Exercise brief:
Please return all lines from the records below that include the string "derive".

.....

//! Operand decode pipeline.
//!
//! Decoding dispatches purely on the descriptor's format tag, reads the
//! 0-3 words following the first through the memory collaborator's fallible
//! accessors, and packages the extracted fields into one arm of
//! [`OperandPayload`]. It never resolves addresses and never writes
//! anything: the same call powers both execution and disassembly.

use crate::addr::Address;
use crate::bus::{IoFlag, IoReg, IoTest};
use crate::classify::OpcodeClassifier;
use crate::fault::CpuError;
use crate::isa::{InstrClass, InstrFormat, InstrIndex, INSTRUCTION_TABLE};
use crate::memory::MemoryBus;

/// The four legacy addressing modes, shared by every displacement width.
#[derive(Debug, Clone, Copy, PartialEq, Eq, Hash)]
pub enum AddrMode {
    /// Displacement is the address (zero-extended).
    Absolute,
    /// Displacement is relative to the program counter.
    PcRel,
    /// Displacement is relative to accumulator 2.
    Ac2Rel,
    /// Displacement is relative to accumulator 3.
    Ac3Rel,
}

impl AddrMode {
    /// Decodes the 2-bit mode field.
    #[must_use]
    pub const fn from_bits(bits: u16) -> Self {
        match bits & 0b11 {
            0b00 => Self::Absolute,
            0b01 => Self::PcRel,
            0b10 => Self::Ac2Rel,
            _ => Self::Ac3Rel,
        }
    }

    /// The index digit used in disassembly.
    #[must_use]
    pub const fn digit(self) -> u8 {
        match self {
            Self::Absolute => 0,
            Self::PcRel => 1,
            Self::Ac2Rel => 2,
            Self::Ac3Rel => 3,
        }
    }
}

/// Shift subfield of the legacy multiple-operation word.
#[derive(Debug, Clone, Copy, PartialEq, Eq)]
pub enum MultShift {
    /// No shift.
    None,
    /// Rotate left one bit through carry.
    Left,
    /// Rotate right one bit through carry.
    Right,
    /// Swap the two bytes of the result.
    Swap,
}

/// Carry-base subfield of the legacy multiple-operation word.
#[derive(Debug, Clone, Copy, PartialEq, Eq)]
pub enum MultCarry {
    /// Start from the current carry flag.
    Current,
    /// Start from zero.
    Zero,
    /// Start from one.
    One,
    /// Start from the complemented carry flag.
    Complement,
}

/// Skip subfield of the legacy multiple-operation word.
#[derive(Debug, Clone, Copy, PartialEq, Eq)]
pub enum MultSkip {
    /// Never skip.
    Never,
    /// Always skip.
    Always,
    /// Skip on zero carry.
    CarryZero,
    /// Skip on nonzero carry.
    CarryNonzero,
    /// Skip on zero result.
    ResultZero,
    /// Skip on nonzero result.
    ResultNonzero,
    /// Skip when either carry or result is zero.
    EitherZero,
    /// Skip when both carry and result are nonzero.
    BothNonzero,
}

/// Closed sum of every operand shape the instruction set produces.
#[derive(Debug, Clone, Copy, PartialEq)]
#[allow(missing_docs)]
pub enum OperandPayload {
    NoAccEff { ind: bool, mode: AddrMode, disp: i32 },
    OneAccEff { ac: u8, ind: bool, mode: AddrMode, disp: i32 },
    MultOp { acs: u8, acd: u8, shift: MultShift, carry: MultCarry, no_load: bool, skip: MultSkip },
    IoFlags { flag: IoFlag, device: u8 },
    IoData { ac: u8, reg: IoReg, out: bool, flag: IoFlag, device: u8 },
    IoTestDev { test: IoTest, device: u8 },
    CpuAcc { ac: u8 },
    Implicit,
    Param { value: u16 },
    OneAcc { ac: u8 },
    TwoAcc { acs: u8, acd: u8 },
    OneFpac { fpac: u8 },
    TwoFpac { fps: u8, fpd: u8 },
    FpacAc { fpac: u8, ac: u8 },
    ImmPlusOne { imm: u8, ac: u8 },
    AccImm16 { ac: u8, imm: i16 },
    AccImmWord { ac: u8, imm: u16 },
    AccImm32 { ac: u8, imm: u32 },
    TwoAccImm { acs: u8, acd: u8, imm: u16 },
    Eff15 { ind: bool, mode: AddrMode, disp: i32 },
    AccEff15 { ac: u8, ind: bool, mode: AddrMode, disp: i32 },
    Eff31 { ind: bool, mode: AddrMode, disp: i32 },
    AccEff31 { ac: u8, ind: bool, mode: AddrMode, disp: i32 },
    AccByte16 { ac: u8, mode: AddrMode, disp: i32 },
    AccByte32 { ac: u8, mode: AddrMode, disp: i32 },
    Call15 { ind: bool, mode: AddrMode, disp: i32, argc: u16 },
    Call31 { ind: bool, mode: AddrMode, disp: i32, argc: u16 },
    SplitDisp { disp: i32 },
    LoadEff { ac: u8, ind: bool, mode: AddrMode, disp: i32 },
}

/// A fully decoded instruction, alive for one fetch-decode-execute cycle.
#[derive(Debug, Clone, PartialEq)]
pub struct DecodedInstruction {
    /// Index of the matched descriptor.
    pub index: InstrIndex,
    /// Mnemonic of the matched descriptor.
    pub mnemonic: &'static str,
    /// Dispatch group of the matched descriptor.
    pub class: InstrClass,
    /// Length in words.
    pub len: u8,
    /// Extracted operand fields.
    pub payload: OperandPayload,
    /// Human-readable rendering, when disassembly was requested.
    pub text: Option<String>,
}

/// Number radix for disassembly text.
#[derive(Debug, Clone, Copy, PartialEq, Eq, Default)]
pub enum Radix {
    /// Octal, the machine's conventional radix.
    #[default]
    Octal,
    /// Decimal.
    Decimal,
    /// Hexadecimal.
    Hex,
}

impl Radix {
    fn render(self, value: i64) -> String {
        let (sign, magnitude) = if value < 0 {
            ("-", value.unsigned_abs())
        } else {
            ("", value.unsigned_abs())
        };
        match self {
            Self::Octal => format!("{sign}{magnitude:o}"),
            Self::Decimal => format!("{sign}{magnitude}"),
            Self::Hex => format!("{sign}{magnitude:X}"),
        }
    }
}

/// Sign-extends the low `bits` of `raw`.
const fn sign_extend(raw: u32, bits: u32) -> i32 {
    let shift = 32 - bits;
    ((raw << shift) as i32) >> shift
}

/// Mode-aware extension of a displacement field: absolute mode zero-extends,
/// every relative mode sign-extends.
const fn extend_disp(raw: u32, bits: u32, mode: AddrMode) -> i32 {
    match mode {
        AddrMode::Absolute => raw as i32,
        _ => sign_extend(raw, bits),
    }
}

/// The operand decoder. Owns the classifier so a classification and its
/// decode always agree on the descriptor table.
pub struct Decoder {
    classifier: OpcodeClassifier,
}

.....

Written solution:
#[derive(Debug, Clone, Copy, PartialEq, Eq, Hash)]
#[derive(Debug, Clone, Copy, PartialEq, Eq)]
#[derive(Debug, Clone, Copy, PartialEq, Eq)]
#[derive(Debug, Clone, Copy, PartialEq, Eq)]
#[derive(Debug, Clone, Copy, PartialEq)]
#[derive(Debug, Clone, PartialEq)]
#[derive(Debug, Clone, Copy, PartialEq, Eq, Default)]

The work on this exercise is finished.